[Opening Data excerpts section]

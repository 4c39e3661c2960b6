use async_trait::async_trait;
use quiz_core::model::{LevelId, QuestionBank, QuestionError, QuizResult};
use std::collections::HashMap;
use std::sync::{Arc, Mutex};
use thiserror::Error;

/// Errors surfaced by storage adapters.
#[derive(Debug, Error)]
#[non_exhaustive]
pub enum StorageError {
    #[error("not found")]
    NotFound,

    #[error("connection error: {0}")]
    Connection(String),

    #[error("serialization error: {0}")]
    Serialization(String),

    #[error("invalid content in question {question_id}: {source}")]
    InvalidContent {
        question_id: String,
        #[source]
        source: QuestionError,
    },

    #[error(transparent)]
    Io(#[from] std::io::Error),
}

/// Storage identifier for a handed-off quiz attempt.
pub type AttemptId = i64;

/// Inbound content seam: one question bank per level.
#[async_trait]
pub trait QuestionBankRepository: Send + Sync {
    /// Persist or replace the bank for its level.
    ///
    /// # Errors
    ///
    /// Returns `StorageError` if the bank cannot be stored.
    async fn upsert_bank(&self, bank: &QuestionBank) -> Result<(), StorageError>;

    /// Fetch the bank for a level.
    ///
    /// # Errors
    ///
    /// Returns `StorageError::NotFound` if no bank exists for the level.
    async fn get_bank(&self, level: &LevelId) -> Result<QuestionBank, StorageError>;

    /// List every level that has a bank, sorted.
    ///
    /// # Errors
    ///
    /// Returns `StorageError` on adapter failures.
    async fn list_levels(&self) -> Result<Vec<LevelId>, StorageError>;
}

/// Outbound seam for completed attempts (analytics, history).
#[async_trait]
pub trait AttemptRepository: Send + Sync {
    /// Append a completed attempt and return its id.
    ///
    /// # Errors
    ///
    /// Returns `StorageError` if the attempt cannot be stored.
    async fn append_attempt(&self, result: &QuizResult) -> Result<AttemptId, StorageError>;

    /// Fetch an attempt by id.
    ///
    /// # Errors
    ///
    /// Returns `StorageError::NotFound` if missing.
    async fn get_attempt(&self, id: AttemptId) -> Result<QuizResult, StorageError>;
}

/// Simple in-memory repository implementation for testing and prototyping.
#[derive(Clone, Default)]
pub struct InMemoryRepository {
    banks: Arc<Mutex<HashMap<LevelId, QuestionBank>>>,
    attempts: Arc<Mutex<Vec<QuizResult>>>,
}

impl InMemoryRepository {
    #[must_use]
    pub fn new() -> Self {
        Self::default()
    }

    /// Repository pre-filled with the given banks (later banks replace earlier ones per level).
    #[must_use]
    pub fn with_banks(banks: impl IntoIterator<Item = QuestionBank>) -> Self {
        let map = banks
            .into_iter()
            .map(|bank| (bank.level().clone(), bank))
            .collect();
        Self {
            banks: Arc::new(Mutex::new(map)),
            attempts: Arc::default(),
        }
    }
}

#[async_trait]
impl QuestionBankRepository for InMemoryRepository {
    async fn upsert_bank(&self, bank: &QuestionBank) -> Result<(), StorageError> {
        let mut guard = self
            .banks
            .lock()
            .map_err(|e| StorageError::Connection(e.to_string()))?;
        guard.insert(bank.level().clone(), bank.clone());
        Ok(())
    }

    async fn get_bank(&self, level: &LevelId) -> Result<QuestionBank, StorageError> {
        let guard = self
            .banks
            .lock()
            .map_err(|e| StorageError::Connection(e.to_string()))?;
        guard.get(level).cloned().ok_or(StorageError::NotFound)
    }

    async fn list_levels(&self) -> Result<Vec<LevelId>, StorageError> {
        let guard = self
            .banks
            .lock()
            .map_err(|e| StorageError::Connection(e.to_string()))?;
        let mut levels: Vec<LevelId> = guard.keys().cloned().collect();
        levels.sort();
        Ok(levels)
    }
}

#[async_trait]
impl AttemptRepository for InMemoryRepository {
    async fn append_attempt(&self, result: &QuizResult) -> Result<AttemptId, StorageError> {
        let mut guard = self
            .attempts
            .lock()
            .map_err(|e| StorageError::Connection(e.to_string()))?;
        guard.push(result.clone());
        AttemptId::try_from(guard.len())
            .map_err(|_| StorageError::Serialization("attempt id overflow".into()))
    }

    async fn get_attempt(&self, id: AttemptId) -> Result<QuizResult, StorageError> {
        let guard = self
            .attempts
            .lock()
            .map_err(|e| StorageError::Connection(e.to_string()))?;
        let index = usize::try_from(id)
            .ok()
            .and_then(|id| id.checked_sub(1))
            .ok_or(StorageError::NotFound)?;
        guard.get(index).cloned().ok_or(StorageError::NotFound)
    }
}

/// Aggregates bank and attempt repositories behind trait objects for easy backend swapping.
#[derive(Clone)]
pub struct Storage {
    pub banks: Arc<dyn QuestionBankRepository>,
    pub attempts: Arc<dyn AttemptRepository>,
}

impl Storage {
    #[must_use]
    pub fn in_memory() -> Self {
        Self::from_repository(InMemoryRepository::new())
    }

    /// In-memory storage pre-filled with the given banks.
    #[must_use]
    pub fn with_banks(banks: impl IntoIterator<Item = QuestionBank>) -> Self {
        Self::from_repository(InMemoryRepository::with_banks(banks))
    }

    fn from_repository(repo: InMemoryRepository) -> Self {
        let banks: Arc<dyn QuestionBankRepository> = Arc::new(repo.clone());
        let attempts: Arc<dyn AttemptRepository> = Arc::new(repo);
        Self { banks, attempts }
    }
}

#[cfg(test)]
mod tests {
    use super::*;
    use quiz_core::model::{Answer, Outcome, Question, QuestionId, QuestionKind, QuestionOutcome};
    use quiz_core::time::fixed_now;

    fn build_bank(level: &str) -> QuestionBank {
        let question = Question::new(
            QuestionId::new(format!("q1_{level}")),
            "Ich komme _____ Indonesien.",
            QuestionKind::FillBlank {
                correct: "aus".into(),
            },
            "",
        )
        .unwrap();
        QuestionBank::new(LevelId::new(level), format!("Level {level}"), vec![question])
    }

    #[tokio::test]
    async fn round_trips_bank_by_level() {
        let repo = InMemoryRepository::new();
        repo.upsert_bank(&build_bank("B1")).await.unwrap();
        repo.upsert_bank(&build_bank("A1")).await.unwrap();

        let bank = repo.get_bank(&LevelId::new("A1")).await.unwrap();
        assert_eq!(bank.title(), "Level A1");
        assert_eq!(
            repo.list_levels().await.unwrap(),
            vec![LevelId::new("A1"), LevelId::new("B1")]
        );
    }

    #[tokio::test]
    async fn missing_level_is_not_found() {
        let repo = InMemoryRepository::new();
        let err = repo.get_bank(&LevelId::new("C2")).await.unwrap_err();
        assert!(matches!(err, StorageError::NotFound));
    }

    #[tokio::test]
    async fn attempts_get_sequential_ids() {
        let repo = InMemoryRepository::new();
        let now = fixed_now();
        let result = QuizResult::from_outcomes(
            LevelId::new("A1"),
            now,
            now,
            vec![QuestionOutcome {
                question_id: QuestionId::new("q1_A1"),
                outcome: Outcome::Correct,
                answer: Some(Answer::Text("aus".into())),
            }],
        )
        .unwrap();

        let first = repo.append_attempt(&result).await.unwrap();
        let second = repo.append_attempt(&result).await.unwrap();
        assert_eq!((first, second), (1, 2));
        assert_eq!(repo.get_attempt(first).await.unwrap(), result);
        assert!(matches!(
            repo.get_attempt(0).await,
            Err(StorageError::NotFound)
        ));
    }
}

[Closing Data excerpts section]

## Exercise goal
After locating the line with "assert!(matches!(err, StorageError::NotFound));", output that line and every later one exactly, through the end of the entries above.

## Reply to the exercise
        assert!(matches!(err, StorageError::NotFound));
    }

    #[tokio::test]
    async fn attempts_get_sequential_ids() {
        let repo = InMemoryRepository::new();
        let now = fixed_now();
        let result = QuizResult::from_outcomes(
            LevelId::new("A1"),
            now,
            now,
            vec![QuestionOutcome {
                question_id: QuestionId::new("q1_A1"),
                outcome: Outcome::Correct,
                answer: Some(Answer::Text("aus".into())),
            }],
        )
        .unwrap();

        let first = repo.append_attempt(&result).await.unwrap();
        let second = repo.append_attempt(&result).await.unwrap();
        assert_eq!((first, second), (1, 2));
        assert_eq!(repo.get_attempt(first).await.unwrap(), result);
        assert!(matches!(
            repo.get_attempt(0).await,
            Err(StorageError::NotFound)
        ));
    }
}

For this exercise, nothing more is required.